* _What you have to do_
Whatever the listing holds, output it without alteration.

* _Material for the task_

-- Opening Marker --

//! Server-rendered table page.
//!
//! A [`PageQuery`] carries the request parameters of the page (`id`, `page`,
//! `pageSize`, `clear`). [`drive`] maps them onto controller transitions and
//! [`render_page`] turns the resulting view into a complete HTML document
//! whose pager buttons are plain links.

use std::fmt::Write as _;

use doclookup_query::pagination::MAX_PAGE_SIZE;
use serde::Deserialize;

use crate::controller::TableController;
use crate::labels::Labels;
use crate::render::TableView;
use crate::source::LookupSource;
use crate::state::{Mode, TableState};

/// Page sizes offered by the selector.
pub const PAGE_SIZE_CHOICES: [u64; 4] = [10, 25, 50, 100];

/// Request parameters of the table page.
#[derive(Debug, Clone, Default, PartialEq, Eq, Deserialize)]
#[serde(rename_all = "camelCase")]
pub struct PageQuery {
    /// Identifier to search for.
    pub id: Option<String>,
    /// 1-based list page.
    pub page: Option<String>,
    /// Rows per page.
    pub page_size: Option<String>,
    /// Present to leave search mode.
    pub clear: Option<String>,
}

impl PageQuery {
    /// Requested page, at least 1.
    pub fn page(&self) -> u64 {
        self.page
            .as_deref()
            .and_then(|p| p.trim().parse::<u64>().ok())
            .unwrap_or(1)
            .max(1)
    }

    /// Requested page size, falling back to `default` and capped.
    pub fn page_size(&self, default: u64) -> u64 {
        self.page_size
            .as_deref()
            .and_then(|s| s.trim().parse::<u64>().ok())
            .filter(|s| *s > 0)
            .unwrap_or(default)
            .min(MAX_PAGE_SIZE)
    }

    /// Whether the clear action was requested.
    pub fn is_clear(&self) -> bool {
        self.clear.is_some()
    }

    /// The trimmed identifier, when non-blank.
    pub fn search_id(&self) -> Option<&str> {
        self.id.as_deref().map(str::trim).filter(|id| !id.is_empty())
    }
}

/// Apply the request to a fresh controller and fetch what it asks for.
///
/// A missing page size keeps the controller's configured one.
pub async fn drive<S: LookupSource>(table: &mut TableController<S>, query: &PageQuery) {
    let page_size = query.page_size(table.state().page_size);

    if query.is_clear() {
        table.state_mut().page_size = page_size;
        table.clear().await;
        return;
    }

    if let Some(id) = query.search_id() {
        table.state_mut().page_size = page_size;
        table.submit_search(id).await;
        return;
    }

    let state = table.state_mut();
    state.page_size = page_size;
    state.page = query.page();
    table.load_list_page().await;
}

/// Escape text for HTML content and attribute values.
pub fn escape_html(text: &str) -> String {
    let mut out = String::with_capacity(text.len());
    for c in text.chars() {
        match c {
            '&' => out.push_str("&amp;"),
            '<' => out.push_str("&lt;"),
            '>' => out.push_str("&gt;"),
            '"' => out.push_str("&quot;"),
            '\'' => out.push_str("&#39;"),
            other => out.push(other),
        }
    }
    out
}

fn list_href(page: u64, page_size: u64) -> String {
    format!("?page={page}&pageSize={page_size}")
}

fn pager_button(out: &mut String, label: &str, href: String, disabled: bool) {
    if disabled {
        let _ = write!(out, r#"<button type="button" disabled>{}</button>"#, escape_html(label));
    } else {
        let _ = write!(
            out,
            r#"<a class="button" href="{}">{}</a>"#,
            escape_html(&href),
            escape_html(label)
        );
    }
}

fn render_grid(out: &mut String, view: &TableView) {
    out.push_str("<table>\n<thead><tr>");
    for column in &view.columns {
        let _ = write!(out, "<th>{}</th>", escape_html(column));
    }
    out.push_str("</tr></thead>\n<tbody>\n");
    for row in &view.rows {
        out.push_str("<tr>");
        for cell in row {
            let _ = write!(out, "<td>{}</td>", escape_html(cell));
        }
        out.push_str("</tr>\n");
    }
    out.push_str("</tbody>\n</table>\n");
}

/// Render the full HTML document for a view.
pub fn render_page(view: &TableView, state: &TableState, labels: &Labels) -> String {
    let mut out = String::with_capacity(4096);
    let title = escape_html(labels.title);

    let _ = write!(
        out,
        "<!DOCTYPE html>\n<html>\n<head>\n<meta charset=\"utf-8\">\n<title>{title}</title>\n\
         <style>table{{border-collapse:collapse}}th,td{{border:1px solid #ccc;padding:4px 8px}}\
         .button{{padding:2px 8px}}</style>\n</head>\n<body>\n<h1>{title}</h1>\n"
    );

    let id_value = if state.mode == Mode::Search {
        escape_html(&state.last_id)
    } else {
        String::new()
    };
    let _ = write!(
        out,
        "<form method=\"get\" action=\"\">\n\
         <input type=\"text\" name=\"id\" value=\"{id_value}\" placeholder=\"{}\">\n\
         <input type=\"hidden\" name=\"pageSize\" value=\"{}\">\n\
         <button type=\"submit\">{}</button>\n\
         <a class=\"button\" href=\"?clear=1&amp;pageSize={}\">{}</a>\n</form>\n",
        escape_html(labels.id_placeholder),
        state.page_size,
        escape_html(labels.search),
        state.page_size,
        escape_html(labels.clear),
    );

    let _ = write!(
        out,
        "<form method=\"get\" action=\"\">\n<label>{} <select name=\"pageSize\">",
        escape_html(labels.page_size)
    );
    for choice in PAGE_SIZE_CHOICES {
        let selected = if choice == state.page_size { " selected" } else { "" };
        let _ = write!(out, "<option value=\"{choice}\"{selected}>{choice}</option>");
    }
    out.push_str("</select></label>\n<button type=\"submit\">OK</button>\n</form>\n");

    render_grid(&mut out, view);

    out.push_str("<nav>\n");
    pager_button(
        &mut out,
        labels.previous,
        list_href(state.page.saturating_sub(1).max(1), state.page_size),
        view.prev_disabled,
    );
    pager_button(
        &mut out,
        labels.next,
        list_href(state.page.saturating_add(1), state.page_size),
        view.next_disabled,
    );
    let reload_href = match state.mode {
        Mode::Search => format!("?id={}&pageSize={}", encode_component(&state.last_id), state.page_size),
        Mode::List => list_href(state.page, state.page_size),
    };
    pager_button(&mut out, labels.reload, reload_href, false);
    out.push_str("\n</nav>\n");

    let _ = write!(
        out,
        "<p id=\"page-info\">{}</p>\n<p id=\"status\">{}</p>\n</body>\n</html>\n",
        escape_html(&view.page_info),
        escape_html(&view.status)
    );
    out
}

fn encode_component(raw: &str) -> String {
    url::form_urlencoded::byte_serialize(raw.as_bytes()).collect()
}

-- Closing Marker --

* _Output of the exercise_
//! Server-rendered table page.
//!
//! A [`PageQuery`] carries the request parameters of the page (`id`, `page`,
//! `pageSize`, `clear`). [`drive`] maps them onto controller transitions and
//! [`render_page`] turns the resulting view into a complete HTML document
//! whose pager buttons are plain links.

use std::fmt::Write as _;

use doclookup_query::pagination::MAX_PAGE_SIZE;
use serde::Deserialize;

use crate::controller::TableController;
use crate::labels::Labels;
use crate::render::TableView;
use crate::source::LookupSource;
use crate::state::{Mode, TableState};

/// Page sizes offered by the selector.
pub const PAGE_SIZE_CHOICES: [u64; 4] = [10, 25, 50, 100];

/// Request parameters of the table page.
#[derive(Debug, Clone, Default, PartialEq, Eq, Deserialize)]
#[serde(rename_all = "camelCase")]
pub struct PageQuery {
    /// Identifier to search for.
    pub id: Option<String>,
    /// 1-based list page.
    pub page: Option<String>,
    /// Rows per page.
    pub page_size: Option<String>,
    /// Present to leave search mode.
    pub clear: Option<String>,
}

impl PageQuery {
    /// Requested page, at least 1.
    pub fn page(&self) -> u64 {
        self.page
            .as_deref()
            .and_then(|p| p.trim().parse::<u64>().ok())
            .unwrap_or(1)
            .max(1)
    }

    /// Requested page size, falling back to `default` and capped.
    pub fn page_size(&self, default: u64) -> u64 {
        self.page_size
            .as_deref()
            .and_then(|s| s.trim().parse::<u64>().ok())
            .filter(|s| *s > 0)
            .unwrap_or(default)
            .min(MAX_PAGE_SIZE)
    }

    /// Whether the clear action was requested.
    pub fn is_clear(&self) -> bool {
        self.clear.is_some()
    }

    /// The trimmed identifier, when non-blank.
    pub fn search_id(&self) -> Option<&str> {
        self.id.as_deref().map(str::trim).filter(|id| !id.is_empty())
    }
}

/// Apply the request to a fresh controller and fetch what it asks for.
///
/// A missing page size keeps the controller's configured one.
pub async fn drive<S: LookupSource>(table: &mut TableController<S>, query: &PageQuery) {
    let page_size = query.page_size(table.state().page_size);

    if query.is_clear() {
        table.state_mut().page_size = page_size;
        table.clear().await;
        return;
    }

    if let Some(id) = query.search_id() {
        table.state_mut().page_size = page_size;
        table.submit_search(id).await;
        return;
    }

    let state = table.state_mut();
    state.page_size = page_size;
    state.page = query.page();
    table.load_list_page().await;
}

/// Escape text for HTML content and attribute values.
pub fn escape_html(text: &str) -> String {
    let mut out = String::with_capacity(text.len());
    for c in text.chars() {
        match c {
            '&' => out.push_str("&amp;"),
            '<' => out.push_str("&lt;"),
            '>' => out.push_str("&gt;"),
            '"' => out.push_str("&quot;"),
            '\'' => out.push_str("&#39;"),
            other => out.push(other),
        }
    }
    out
}

fn list_href(page: u64, page_size: u64) -> String {
    format!("?page={page}&pageSize={page_size}")
}

fn pager_button(out: &mut String, label: &str, href: String, disabled: bool) {
    if disabled {
        let _ = write!(out, r#"<button type="button" disabled>{}</button>"#, escape_html(label));
    } else {
        let _ = write!(
            out,
            r#"<a class="button" href="{}">{}</a>"#,
            escape_html(&href),
            escape_html(label)
        );
    }
}

fn render_grid(out: &mut String, view: &TableView) {
    out.push_str("<table>\n<thead><tr>");
    for column in &view.columns {
        let _ = write!(out, "<th>{}</th>", escape_html(column));
    }
    out.push_str("</tr></thead>\n<tbody>\n");
    for row in &view.rows {
        out.push_str("<tr>");
        for cell in row {
            let _ = write!(out, "<td>{}</td>", escape_html(cell));
        }
        out.push_str("</tr>\n");
    }
    out.push_str("</tbody>\n</table>\n");
}

/// Render the full HTML document for a view.
pub fn render_page(view: &TableView, state: &TableState, labels: &Labels) -> String {
    let mut out = String::with_capacity(4096);
    let title = escape_html(labels.title);

    let _ = write!(
        out,
        "<!DOCTYPE html>\n<html>\n<head>\n<meta charset=\"utf-8\">\n<title>{title}</title>\n\
         <style>table{{border-collapse:collapse}}th,td{{border:1px solid #ccc;padding:4px 8px}}\
         .button{{padding:2px 8px}}</style>\n</head>\n<body>\n<h1>{title}</h1>\n"
    );

    let id_value = if state.mode == Mode::Search {
        escape_html(&state.last_id)
    } else {
        String::new()
    };
    let _ = write!(
        out,
        "<form method=\"get\" action=\"\">\n\
         <input type=\"text\" name=\"id\" value=\"{id_value}\" placeholder=\"{}\">\n\
         <input type=\"hidden\" name=\"pageSize\" value=\"{}\">\n\
         <button type=\"submit\">{}</button>\n\
         <a class=\"button\" href=\"?clear=1&amp;pageSize={}\">{}</a>\n</form>\n",
        escape_html(labels.id_placeholder),
        state.page_size,
        escape_html(labels.search),
        state.page_size,
        escape_html(labels.clear),
    );

    let _ = write!(
        out,
        "<form method=\"get\" action=\"\">\n<label>{} <select name=\"pageSize\">",
        escape_html(labels.page_size)
    );
    for choice in PAGE_SIZE_CHOICES {
        let selected = if choice == state.page_size { " selected" } else { "" };
        let _ = write!(out, "<option value=\"{choice}\"{selected}>{choice}</option>");
    }
    out.push_str("</select></label>\n<button type=\"submit\">OK</button>\n</form>\n");

    render_grid(&mut out, view);

    out.push_str("<nav>\n");
    pager_button(
        &mut out,
        labels.previous,
        list_href(state.page.saturating_sub(1).max(1), state.page_size),
        view.prev_disabled,
    );
    pager_button(
        &mut out,
        labels.next,
        list_href(state.page.saturating_add(1), state.page_size),
        view.next_disabled,
    );
    let reload_href = match state.mode {
        Mode::Search => format!("?id={}&pageSize={}", encode_component(&state.last_id), state.page_size),
        Mode::List => list_href(state.page, state.page_size),
    };
    pager_button(&mut out, labels.reload, reload_href, false);
    out.push_str("\n</nav>\n");

    let _ = write!(
        out,
        "<p id=\"page-info\">{}</p>\n<p id=\"status\">{}</p>\n</body>\n</html>\n",
        escape_html(&view.page_info),
        escape_html(&view.status)
    );
    out
}

fn encode_component(raw: &str) -> String {
    url::form_urlencoded::byte_serialize(raw.as_bytes()).collect()
}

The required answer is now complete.